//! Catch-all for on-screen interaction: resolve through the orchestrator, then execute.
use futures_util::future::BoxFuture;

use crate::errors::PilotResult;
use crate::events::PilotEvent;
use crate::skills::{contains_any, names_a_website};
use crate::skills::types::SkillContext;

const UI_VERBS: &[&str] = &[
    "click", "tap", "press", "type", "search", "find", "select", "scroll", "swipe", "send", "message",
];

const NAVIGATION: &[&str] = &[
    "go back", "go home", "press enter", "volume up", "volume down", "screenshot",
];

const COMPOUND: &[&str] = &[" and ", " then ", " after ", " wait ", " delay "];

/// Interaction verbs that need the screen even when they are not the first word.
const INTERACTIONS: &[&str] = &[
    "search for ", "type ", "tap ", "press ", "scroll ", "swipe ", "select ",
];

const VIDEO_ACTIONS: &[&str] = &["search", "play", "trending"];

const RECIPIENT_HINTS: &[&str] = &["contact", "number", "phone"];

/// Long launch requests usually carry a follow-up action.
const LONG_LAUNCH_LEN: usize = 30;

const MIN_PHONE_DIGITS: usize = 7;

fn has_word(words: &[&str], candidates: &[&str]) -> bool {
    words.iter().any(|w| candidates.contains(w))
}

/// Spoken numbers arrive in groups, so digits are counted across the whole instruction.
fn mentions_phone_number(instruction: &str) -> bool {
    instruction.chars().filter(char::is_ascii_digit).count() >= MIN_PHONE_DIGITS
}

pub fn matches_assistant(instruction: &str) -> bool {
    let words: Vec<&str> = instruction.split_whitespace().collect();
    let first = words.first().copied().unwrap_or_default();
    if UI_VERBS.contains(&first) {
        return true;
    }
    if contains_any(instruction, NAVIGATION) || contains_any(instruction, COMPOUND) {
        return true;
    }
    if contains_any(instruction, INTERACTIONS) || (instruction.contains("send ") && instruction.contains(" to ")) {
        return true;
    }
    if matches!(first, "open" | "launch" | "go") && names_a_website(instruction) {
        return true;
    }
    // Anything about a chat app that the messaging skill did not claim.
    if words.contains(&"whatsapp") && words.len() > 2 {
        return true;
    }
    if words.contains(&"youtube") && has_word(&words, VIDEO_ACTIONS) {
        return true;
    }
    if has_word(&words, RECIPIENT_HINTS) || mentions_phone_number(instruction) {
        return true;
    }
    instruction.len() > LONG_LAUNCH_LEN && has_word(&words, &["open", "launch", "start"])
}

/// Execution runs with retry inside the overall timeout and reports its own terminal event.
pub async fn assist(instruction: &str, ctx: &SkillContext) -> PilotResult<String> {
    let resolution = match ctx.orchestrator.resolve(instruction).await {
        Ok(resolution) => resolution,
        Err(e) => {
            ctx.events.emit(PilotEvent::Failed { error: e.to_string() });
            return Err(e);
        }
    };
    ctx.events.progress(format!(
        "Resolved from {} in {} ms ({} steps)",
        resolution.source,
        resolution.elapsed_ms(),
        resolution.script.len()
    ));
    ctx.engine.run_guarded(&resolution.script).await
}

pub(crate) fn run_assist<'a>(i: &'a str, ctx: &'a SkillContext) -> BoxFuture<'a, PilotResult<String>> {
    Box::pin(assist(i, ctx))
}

•••

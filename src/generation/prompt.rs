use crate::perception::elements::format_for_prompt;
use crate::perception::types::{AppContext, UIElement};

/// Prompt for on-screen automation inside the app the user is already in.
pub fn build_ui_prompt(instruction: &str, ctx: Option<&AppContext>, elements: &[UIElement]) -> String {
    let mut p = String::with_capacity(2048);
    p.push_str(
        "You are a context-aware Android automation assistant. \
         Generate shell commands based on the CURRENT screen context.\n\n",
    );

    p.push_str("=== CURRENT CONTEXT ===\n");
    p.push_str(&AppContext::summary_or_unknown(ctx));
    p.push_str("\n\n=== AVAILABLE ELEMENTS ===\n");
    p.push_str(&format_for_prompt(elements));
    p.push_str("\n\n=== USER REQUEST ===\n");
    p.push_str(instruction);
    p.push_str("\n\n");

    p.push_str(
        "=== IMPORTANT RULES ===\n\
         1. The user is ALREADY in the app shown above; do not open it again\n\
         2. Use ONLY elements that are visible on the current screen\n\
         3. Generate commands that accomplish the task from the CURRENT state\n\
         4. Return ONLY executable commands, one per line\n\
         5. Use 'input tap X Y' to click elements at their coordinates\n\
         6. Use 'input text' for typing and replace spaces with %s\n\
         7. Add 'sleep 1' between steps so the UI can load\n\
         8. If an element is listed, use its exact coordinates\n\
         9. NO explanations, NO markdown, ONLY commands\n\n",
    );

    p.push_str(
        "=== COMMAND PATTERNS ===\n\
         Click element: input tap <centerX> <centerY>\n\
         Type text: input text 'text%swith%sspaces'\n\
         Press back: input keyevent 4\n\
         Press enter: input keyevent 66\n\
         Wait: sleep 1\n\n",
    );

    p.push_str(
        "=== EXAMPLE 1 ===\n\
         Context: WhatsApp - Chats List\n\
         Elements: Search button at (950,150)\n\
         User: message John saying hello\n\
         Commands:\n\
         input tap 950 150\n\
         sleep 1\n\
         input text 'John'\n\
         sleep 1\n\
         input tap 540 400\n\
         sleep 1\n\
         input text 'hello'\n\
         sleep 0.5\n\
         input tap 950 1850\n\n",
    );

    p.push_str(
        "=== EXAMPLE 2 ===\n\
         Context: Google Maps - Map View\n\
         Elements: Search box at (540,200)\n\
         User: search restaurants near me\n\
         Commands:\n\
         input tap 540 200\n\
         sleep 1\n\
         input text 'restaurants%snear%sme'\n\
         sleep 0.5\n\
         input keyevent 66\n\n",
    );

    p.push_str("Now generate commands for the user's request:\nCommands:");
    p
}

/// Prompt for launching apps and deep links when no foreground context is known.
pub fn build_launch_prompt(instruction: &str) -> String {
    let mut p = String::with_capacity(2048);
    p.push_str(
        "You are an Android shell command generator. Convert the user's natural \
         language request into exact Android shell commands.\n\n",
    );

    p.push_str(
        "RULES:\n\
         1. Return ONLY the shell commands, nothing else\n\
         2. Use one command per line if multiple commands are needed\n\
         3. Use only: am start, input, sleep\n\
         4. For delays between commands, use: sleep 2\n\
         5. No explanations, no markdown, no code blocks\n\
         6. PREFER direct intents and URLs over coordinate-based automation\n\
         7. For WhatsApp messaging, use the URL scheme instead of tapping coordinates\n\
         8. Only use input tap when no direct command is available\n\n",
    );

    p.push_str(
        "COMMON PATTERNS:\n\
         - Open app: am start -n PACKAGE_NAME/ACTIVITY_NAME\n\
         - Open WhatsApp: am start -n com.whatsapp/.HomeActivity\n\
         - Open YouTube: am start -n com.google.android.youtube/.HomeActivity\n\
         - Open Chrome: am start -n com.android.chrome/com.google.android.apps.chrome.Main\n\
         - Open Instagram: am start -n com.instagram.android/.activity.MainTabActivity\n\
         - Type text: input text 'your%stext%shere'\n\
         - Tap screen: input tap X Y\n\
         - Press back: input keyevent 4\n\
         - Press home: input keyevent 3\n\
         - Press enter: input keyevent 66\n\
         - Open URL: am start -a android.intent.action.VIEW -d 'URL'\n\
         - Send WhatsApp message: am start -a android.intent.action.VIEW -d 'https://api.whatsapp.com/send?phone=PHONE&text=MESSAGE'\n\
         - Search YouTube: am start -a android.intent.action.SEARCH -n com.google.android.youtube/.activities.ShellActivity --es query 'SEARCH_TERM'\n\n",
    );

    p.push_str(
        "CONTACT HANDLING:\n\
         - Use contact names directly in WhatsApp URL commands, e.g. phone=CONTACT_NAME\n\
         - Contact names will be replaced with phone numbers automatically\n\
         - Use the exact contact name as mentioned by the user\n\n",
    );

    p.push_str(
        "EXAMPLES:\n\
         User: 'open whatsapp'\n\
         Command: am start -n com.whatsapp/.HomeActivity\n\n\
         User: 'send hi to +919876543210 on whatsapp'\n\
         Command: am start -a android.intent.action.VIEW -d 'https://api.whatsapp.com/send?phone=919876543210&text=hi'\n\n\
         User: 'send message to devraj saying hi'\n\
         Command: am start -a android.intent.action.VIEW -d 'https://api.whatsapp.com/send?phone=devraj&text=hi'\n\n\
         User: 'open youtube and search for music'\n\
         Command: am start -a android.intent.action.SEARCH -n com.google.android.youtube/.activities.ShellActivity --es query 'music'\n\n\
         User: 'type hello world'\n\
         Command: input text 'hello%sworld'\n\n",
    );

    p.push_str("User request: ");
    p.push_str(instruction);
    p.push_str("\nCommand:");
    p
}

•••

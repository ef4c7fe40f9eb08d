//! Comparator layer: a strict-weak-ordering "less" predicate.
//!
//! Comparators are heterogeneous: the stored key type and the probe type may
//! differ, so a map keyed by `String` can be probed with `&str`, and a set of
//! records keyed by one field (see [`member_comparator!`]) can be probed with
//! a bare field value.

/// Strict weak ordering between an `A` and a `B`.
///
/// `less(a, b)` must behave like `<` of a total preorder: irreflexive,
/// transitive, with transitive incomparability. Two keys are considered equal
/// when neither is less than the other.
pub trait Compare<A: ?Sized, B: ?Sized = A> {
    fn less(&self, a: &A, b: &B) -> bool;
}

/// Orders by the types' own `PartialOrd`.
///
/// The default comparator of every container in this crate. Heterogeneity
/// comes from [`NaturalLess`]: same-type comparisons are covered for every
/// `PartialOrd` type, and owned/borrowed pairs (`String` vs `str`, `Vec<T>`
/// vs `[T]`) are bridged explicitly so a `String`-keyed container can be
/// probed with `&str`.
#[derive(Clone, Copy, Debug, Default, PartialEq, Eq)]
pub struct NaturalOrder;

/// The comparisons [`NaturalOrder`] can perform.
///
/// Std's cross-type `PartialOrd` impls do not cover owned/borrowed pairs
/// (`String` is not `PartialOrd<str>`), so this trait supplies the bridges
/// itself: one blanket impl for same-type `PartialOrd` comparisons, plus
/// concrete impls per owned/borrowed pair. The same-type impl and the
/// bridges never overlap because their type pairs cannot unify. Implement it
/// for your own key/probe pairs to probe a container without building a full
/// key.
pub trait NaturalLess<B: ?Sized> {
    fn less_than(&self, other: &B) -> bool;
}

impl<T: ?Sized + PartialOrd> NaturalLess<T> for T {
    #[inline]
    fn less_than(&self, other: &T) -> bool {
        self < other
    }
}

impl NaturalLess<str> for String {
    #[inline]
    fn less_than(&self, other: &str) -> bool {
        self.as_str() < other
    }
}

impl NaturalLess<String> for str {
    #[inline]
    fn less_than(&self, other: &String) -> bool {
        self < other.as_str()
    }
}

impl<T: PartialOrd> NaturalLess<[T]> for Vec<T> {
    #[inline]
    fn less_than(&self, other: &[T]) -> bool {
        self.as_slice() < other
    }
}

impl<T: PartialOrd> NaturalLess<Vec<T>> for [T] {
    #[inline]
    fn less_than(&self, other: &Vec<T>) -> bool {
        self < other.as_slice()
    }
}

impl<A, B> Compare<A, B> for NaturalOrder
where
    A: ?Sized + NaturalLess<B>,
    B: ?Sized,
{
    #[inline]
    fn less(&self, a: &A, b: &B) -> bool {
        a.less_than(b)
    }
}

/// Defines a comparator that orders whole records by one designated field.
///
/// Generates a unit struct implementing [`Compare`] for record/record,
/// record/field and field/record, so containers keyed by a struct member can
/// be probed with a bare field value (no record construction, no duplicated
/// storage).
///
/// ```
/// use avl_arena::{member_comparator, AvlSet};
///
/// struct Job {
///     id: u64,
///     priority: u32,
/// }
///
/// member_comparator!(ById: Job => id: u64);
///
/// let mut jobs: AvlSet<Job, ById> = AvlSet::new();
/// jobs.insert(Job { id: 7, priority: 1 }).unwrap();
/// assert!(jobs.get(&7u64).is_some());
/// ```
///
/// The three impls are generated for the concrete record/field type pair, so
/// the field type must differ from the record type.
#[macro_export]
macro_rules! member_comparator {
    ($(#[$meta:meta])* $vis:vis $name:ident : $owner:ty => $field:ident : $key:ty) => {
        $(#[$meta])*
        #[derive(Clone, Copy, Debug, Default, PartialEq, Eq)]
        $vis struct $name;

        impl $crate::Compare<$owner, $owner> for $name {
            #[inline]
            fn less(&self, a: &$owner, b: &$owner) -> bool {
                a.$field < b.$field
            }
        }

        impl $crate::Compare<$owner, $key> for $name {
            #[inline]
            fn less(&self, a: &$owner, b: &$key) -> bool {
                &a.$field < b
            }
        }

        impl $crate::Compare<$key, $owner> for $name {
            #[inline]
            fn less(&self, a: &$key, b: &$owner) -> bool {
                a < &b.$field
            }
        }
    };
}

•••

* [What is required]: Filter this listing and copy only the lines holding the word "back".

* [Written response]:
    "go back", "go home", "press enter", "volume up", "volume down", "screenshot",
         Press back: input keyevent 4\n\
         - Press back: input keyevent 4\n\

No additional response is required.